## WHAT THIS TASK INVOLVES
Would you repeat exactly the part of the listing below that runs from the line containing "use std::os::unix::fs::PermissionsExt;" down to the line containing "a committed file", inclusive, and nothing else?
------------------------------
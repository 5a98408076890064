use crate::config::{parse_mode, DestinationConfig, PermissionPolicy};
use crate::output::traits::{PutOutcome, Sink, SinkError, SinkResult};
use async_trait::async_trait;
use std::os::unix::fs::PermissionsExt;
use std::path::{Path, PathBuf};
use tracing::{debug, info, warn};

/// Sink backed by a local directory
#[derive(Debug, Clone)]
pub struct LocalSink {
    root: PathBuf,
    staging: PathBuf,
    permissions: Option<PermissionPolicy>,
}

impl LocalSink {
    pub fn new(root: PathBuf, staging: Option<PathBuf>, permissions: Option<PermissionPolicy>) -> Self {
        let staging = staging.unwrap_or_else(|| root.clone());
        Self {
            root,
            staging,
            permissions,
        }
    }

    pub fn from_config(config: &DestinationConfig) -> Self {
        Self::new(
            config.path.clone(),
            config.staging.clone(),
            config.permissions.clone(),
        )
    }

    pub fn root(&self) -> &Path {
        &self.root
    }

    /// Applies the ownership and mode policy to a committed file
    pub fn apply_permissions(&self, path: &Path) -> SinkResult<()> {
        let Some(policy) = &self.permissions else {
            return Ok(());
        };

        if policy.uid.is_some() || policy.gid.is_some() {
            std::os::unix::fs::chown(path, policy.uid, policy.gid)
                .map_err(|e| SinkError::io(path, e))?;
        }

        if let Some(mode) = &policy.mode {
            let mode = parse_mode(mode).map_err(|e| SinkError::Permission(e.to_string()))?;
            std::fs::set_permissions(path, std::fs::Permissions::from_mode(mode))
                .map_err(|e| SinkError::io(path, e))?;
        }

        debug!("Applied permissions to {}", path.display());
        Ok(())
    }
}

/// Moves a file, copying across filesystems when a rename is refused
async fn move_file(from: &Path, to: &Path) -> SinkResult<()> {
    if tokio::fs::rename(from, to).await.is_ok() {
        return Ok(());
    }
    tokio::fs::copy(from, to)
        .await
        .map_err(|e| SinkError::io(to, e))?;
    tokio::fs::remove_file(from)
        .await
        .map_err(|e| SinkError::io(from, e))
}

#[async_trait]
impl Sink for LocalSink {
    fn is_remote(&self) -> bool {
        false
    }

    fn staging_dir(&self) -> &Path {
        &self.staging
    }

    async fn exists(&self, name: &str) -> SinkResult<bool> {
        Ok(tokio::fs::try_exists(self.root.join(name)).await.unwrap_or(false))
    }

    async fn put(&self, local: &Path, name: &str, overwrite: bool) -> SinkResult<PutOutcome> {
        let target = self.root.join(name);

        if target == local {
            self.apply_permissions(&target)?;
            return Ok(PutOutcome::Stored);
        }

        if !overwrite && tokio::fs::try_exists(&target).await.unwrap_or(false) {
            info!("{} already exists, leaving it in place", target.display());
            return Ok(PutOutcome::SkippedExisting);
        }

        tokio::fs::create_dir_all(&self.root)
            .await
            .map_err(|e| SinkError::io(&self.root, e))?;
        move_file(local, &target).await?;

        if let Err(e) = self.apply_permissions(&target) {
            warn!("Failed to apply permissions to {}: {}", target.display(), e);
        }

        info!("Moved to {}", target.display());
        Ok(PutOutcome::Stored)
    }
}

#[cfg(test)]
mod tests {
    use super::*;
    use tempfile::TempDir;

    #[tokio::test]
    async fn test_put_moves_from_staging() {
        let dir = TempDir::new().unwrap();
        let root = dir.path().join("library");
        let staging = dir.path().join("staging");
        std::fs::create_dir_all(&staging).unwrap();
        let local = staging.join("clip.mp4");
        std::fs::write(&local, b"video").unwrap();

        let sink = LocalSink::new(root.clone(), Some(staging), None);
        assert!(!sink.exists("clip.mp4").await.unwrap());

        let outcome = sink.put(&local, "clip.mp4", false).await.unwrap();
        assert_eq!(outcome, PutOutcome::Stored);
        assert!(!local.exists());
        assert_eq!(std::fs::read(root.join("clip.mp4")).unwrap(), b"video");
        assert!(sink.exists("clip.mp4").await.unwrap());
    }

    #[tokio::test]
    async fn test_put_skips_existing_without_overwrite() {
        let dir = TempDir::new().unwrap();
        let root = dir.path().join("library");
        let staging = dir.path().join("staging");
        std::fs::create_dir_all(&root).unwrap();
        std::fs::create_dir_all(&staging).unwrap();
        std::fs::write(root.join("clip.mp4"), b"old").unwrap();
        let local = staging.join("clip.mp4");
        std::fs::write(&local, b"new").unwrap();

        let sink = LocalSink::new(root.clone(), Some(staging), None);
        let outcome = sink.put(&local, "clip.mp4", false).await.unwrap();
        assert_eq!(outcome, PutOutcome::SkippedExisting);
        assert_eq!(std::fs::read(root.join("clip.mp4")).unwrap(), b"old");

        let outcome = sink.put(&local, "clip.mp4", true).await.unwrap();
        assert_eq!(outcome, PutOutcome::Stored);
        assert_eq!(std::fs::read(root.join("clip.mp4")).unwrap(), b"new");
    }

    #[tokio::test]
    async fn test_put_in_place_applies_mode() {
        let dir = TempDir::new().unwrap();
        let path = dir.path().join("clip.mp4");
        std::fs::write(&path, b"video").unwrap();

        let policy = PermissionPolicy {
            uid: None,
            gid: None,
            mode: Some("640".to_string()),
        };
        let sink = LocalSink::new(dir.path().to_path_buf(), None, Some(policy));
        sink.put(&path, "clip.mp4", false).await.unwrap();

        let mode = std::fs::metadata(&path).unwrap().permissions().mode();
        assert_eq!(mode & 0o777, 0o640);
    }
}
//! A parser for Nutmeg simulation rawfiles.
//!
//! Spectre writes this format when invoked with `-format nutbin` (binary data
//! blocks) or `-format nutascii` (printed data blocks); ngspice and other
//! Berkeley-derived simulators write the same layout. A rawfile is a sequence
//! of *plots*, one per completed analysis, each carrying a header, a variable
//! table, and a data block of real or complex points.
//!
//! Interactive simulator sessions append plots to the rawfile as successive
//! runs complete. [`parse_from`] supports that access pattern: it decodes the
//! plots starting at a byte offset and reports the offset just past the last
//! complete plot, so the caller can re-read only what is new.
#![warn(missing_docs)]

use error::{Error, Result};
use serde::Serialize;

pub mod error;
pub mod parser;

pub use parser::{ComplexTrace, Plot, PlotData, Variable};

/// A parsed rawfile: the plots it contains, in file order.
#[derive(Debug, Clone, PartialEq, Serialize)]
pub struct Rawfile {
    /// The plots contained in this file.
    pub plots: Vec<Plot>,
}

/// Rawfile reading options.
#[derive(Copy, Clone, Debug, Hash, Eq, PartialEq)]
pub struct Options {
    /// The byte order of doubles in `Binary:` data blocks.
    ///
    /// Ignored for ASCII data blocks. Spectre writes big-endian; ngspice
    /// writes the host (little-endian) order.
    pub endianness: ByteOrder,
}

impl Default for Options {
    #[inline]
    fn default() -> Self {
        Self {
            endianness: ByteOrder::BigEndian,
        }
    }
}

/// Byte order for binary-format doubles.
#[derive(Copy, Clone, Debug, Hash, Eq, PartialEq)]
pub enum ByteOrder {
    /// Big endian.
    BigEndian,
    /// Little endian.
    LittleEndian,
}

/// Parse an entire rawfile.
///
/// Unlike [`parse_from`], this is strict: anything left over after the last
/// plot (other than trailing whitespace) is an error.
pub fn parse<T>(input: &T, options: Options) -> Result<Rawfile>
where
    T: AsRef<[u8]>,
{
    let (rawfile, consumed) = parse_from(input, 0, options)?;
    if input.as_ref()[consumed..]
        .iter()
        .any(|b| !b.is_ascii_whitespace())
    {
        return Err(Error::Parse);
    }
    Ok(rawfile)
}

/// Parse the plots beginning `offset` bytes into `input`.
///
/// Returns the decoded plots together with the offset just past the last
/// complete plot. Passing that offset back in after the file has grown decodes
/// only the newly appended plots; a trailing partially-written plot is left
/// for the next call.
pub fn parse_from<T>(input: &T, offset: usize, options: Options) -> Result<(Rawfile, usize)>
where
    T: AsRef<[u8]>,
{
    let data = input.as_ref();
    let tail = data.get(offset..).ok_or(Error::Offset {
        offset,
        len: data.len(),
    })?;
    match parser::plots(tail, options) {
        Ok((rest, plots)) => Ok((Rawfile { plots }, data.len() - rest.len())),
        Err(_) => Err(Error::Parse),
    }
}
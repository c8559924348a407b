//! Session and command errors.

use std::path::PathBuf;
use std::time::Duration;

use thiserror::Error as ThisError;

/// The result type returned by this crate's functions.
pub type Result<T> = std::result::Result<T, Error>;

/// The kind of netlist entity a failed lookup referred to.
#[derive(Copy, Clone, Debug, Eq, PartialEq, Hash)]
pub enum EntityKind {
    /// A named analysis.
    Analysis,
    /// A placed circuit component.
    Instance,
    /// A parameter of the circuit, an instance, or an analysis.
    Parameter,
}

impl std::fmt::Display for EntityKind {
    fn fmt(&self, f: &mut std::fmt::Formatter<'_>) -> std::fmt::Result {
        match *self {
            Self::Analysis => write!(f, "analysis"),
            Self::Instance => write!(f, "instance"),
            Self::Parameter => write!(f, "parameter"),
        }
    }
}

/// Possible session errors.
///
/// Every variant surfaces directly to the caller with the failing command or
/// path attached; nothing is retried. A failed command leaves the session in
/// its prior state.
#[derive(ThisError, Debug)]
pub enum Error {
    /// The simulator binary or the netlist could not be launched.
    #[error("failed to launch `{command}`: {reason}")]
    Launch {
        /// The attempted command line.
        command: String,
        /// Why the launch failed.
        reason: String,
    },
    /// A command was dispatched on a session that was not started in
    /// interactive mode.
    #[error("session is not interactive")]
    NotInteractive,
    /// The simulator reported that a named entity does not exist.
    #[error("unknown {kind} `{name}`")]
    UnknownEntity {
        /// What kind of entity the lookup referred to.
        kind: EntityKind,
        /// The name that failed to resolve.
        name: String,
    },
    /// The simulator's response did not have the expected shape.
    #[error("cannot interpret response to `{command}`: {detail}")]
    Parse {
        /// The command whose response was malformed.
        command: String,
        /// What was wrong with it.
        detail: String,
    },
    /// No response arrived within the configured bound.
    ///
    /// The session itself is left usable; the caller may retry or stop it.
    #[error("`{command}` timed out after {after:?}")]
    Timeout {
        /// The command that went unanswered.
        command: String,
        /// The configured bound.
        after: Duration,
    },
    /// A run completed but produced no result data at the expected path.
    #[error("no simulation results at {}", .0.display())]
    ResultNotFound(PathBuf),
    /// I/O error on the command channel or result files.
    #[error("io error")]
    Io(#[from] std::io::Error),
    /// Configuration file error.
    #[error("cannot parse configuration")]
    Config(#[from] toml::de::Error),
    /// Error decoding the output rawfile.
    #[error("error parsing output rawfile")]
    Rawfile(#[from] nutbin::error::Error),
}
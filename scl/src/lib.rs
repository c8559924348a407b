//! Scripted control of the Cadence Spectre circuit simulator.
//!
//! Spectre's `+interactive` mode exposes its Simulator Control Language
//! (SCL): a line-oriented interpreter that answers s-expression commands such
//! as `(sclListAnalysis)` at a `> ` prompt. This crate launches the simulator
//! as a subprocess, drives that command channel to inspect and mutate the
//! loaded netlist's analyses, instances, nets, and parameters, triggers runs,
//! and decodes the Nutmeg rawfiles the simulator writes.
//!
//! ```no_run
//! use scl::{Options, Session};
//!
//! # fn main() -> scl::Result<()> {
//! let mut session = Session::start("opamp.scs", Options::default())?;
//! session.set_parameter("vdd", 1.8)?;
//! let results = session.run_all()?;
//! let vout = results.plot("tran1").and_then(|p| p.real("v(out)"));
//! session.stop()?;
//! # Ok(())
//! # }
//! ```
//!
//! Batch runs that need no interactive channel go through [`simulate`] and
//! [`simulate_netlist`].
#![warn(missing_docs)]

use std::io::Write;
use std::path::{Path, PathBuf};

pub mod analysis;
pub(crate) mod command;
pub mod config;
pub mod error;
pub mod parse;
pub mod results;
pub mod session;

#[cfg(test)]
mod tests;

pub use analysis::{Ac, AnalysisParams, AnalysisType, Dc, ErrPreset, Sweep, Tran, XPreset};
pub use config::Config;
pub use error::{EntityKind, Error, Result};
pub use parse::{scaled_f64, AttrKind, Attributes, Value};
pub use results::{Plot, ResultSet};
pub use session::{Mode, Session};

/// Per-session options.
///
/// A session needs none of these: the default is an interactive session with
/// discovered configuration and a temporary raw-results file.
#[derive(Debug, Clone, Default)]
pub struct Options {
    pub(crate) mode: Mode,
    pub(crate) includes: Vec<PathBuf>,
    pub(crate) raw_path: Option<PathBuf>,
    pub(crate) config_path: Option<PathBuf>,
    pub(crate) aps: Option<ErrPreset>,
    pub(crate) x_preset: Option<XPreset>,
    pub(crate) extra_args: Vec<String>,
}

impl Options {
    /// Runs the simulator in batch mode: one-shot runs, no command channel.
    pub fn batch(&mut self) {
        self.mode = Mode::Batch;
    }

    /// Adds a directory to the include search path (the `-I` flag).
    pub fn include(&mut self, path: impl Into<PathBuf>) {
        self.includes.push(path.into());
    }

    /// Writes raw results to the given path instead of a temporary file.
    pub fn raw_path(&mut self, path: impl Into<PathBuf>) {
        self.raw_path = Some(path.into());
    }

    /// Reads configuration from the given file instead of discovering it.
    pub fn config_file(&mut self, path: impl Into<PathBuf>) {
        self.config_path = Some(path.into());
    }

    /// Enables accelerated parallel simulation (the `++aps=` flag).
    pub fn aps(&mut self, preset: ErrPreset) {
        self.aps = Some(preset);
    }

    /// Enables Spectre X with the given preset (the `+preset=` flag).
    pub fn x_preset(&mut self, preset: XPreset) {
        self.x_preset = Some(preset);
    }

    /// Passes an additional flag to the simulator.
    pub fn arg(&mut self, arg: impl Into<String>) {
        self.extra_args.push(arg.into());
    }
}

/// Runs `netlist` once in batch mode and loads the results.
pub fn simulate(netlist: impl AsRef<Path>, mut options: Options) -> Result<ResultSet> {
    options.batch();
    let mut session = Session::start(netlist, options)?;
    session.run_all()
}

/// Writes netlist text to a temporary file, simulates it once, and removes
/// the file after the results are in.
pub fn simulate_netlist(netlist: &str, options: Options) -> Result<ResultSet> {
    let mut file = tempfile::Builder::new().suffix(".scs").tempfile()?;
    file.write_all(netlist.as_bytes())?;
    file.flush()?;
    simulate(file.path(), options)
}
------------------------------
## ANSWER BELOW
use std::os::unix::fs::PermissionsExt;
use std::path::{Path, PathBuf};
use tracing::{debug, info, warn};

/// Sink backed by a local directory
#[derive(Debug, Clone)]
pub struct LocalSink {
    root: PathBuf,
    staging: PathBuf,
    permissions: Option<PermissionPolicy>,
}

impl LocalSink {
    pub fn new(root: PathBuf, staging: Option<PathBuf>, permissions: Option<PermissionPolicy>) -> Self {
        let staging = staging.unwrap_or_else(|| root.clone());
        Self {
            root,
            staging,
            permissions,
        }
    }

    pub fn from_config(config: &DestinationConfig) -> Self {
        Self::new(
            config.path.clone(),
            config.staging.clone(),
            config.permissions.clone(),
        )
    }

    pub fn root(&self) -> &Path {
        &self.root
    }

    /// Applies the ownership and mode policy to a committed file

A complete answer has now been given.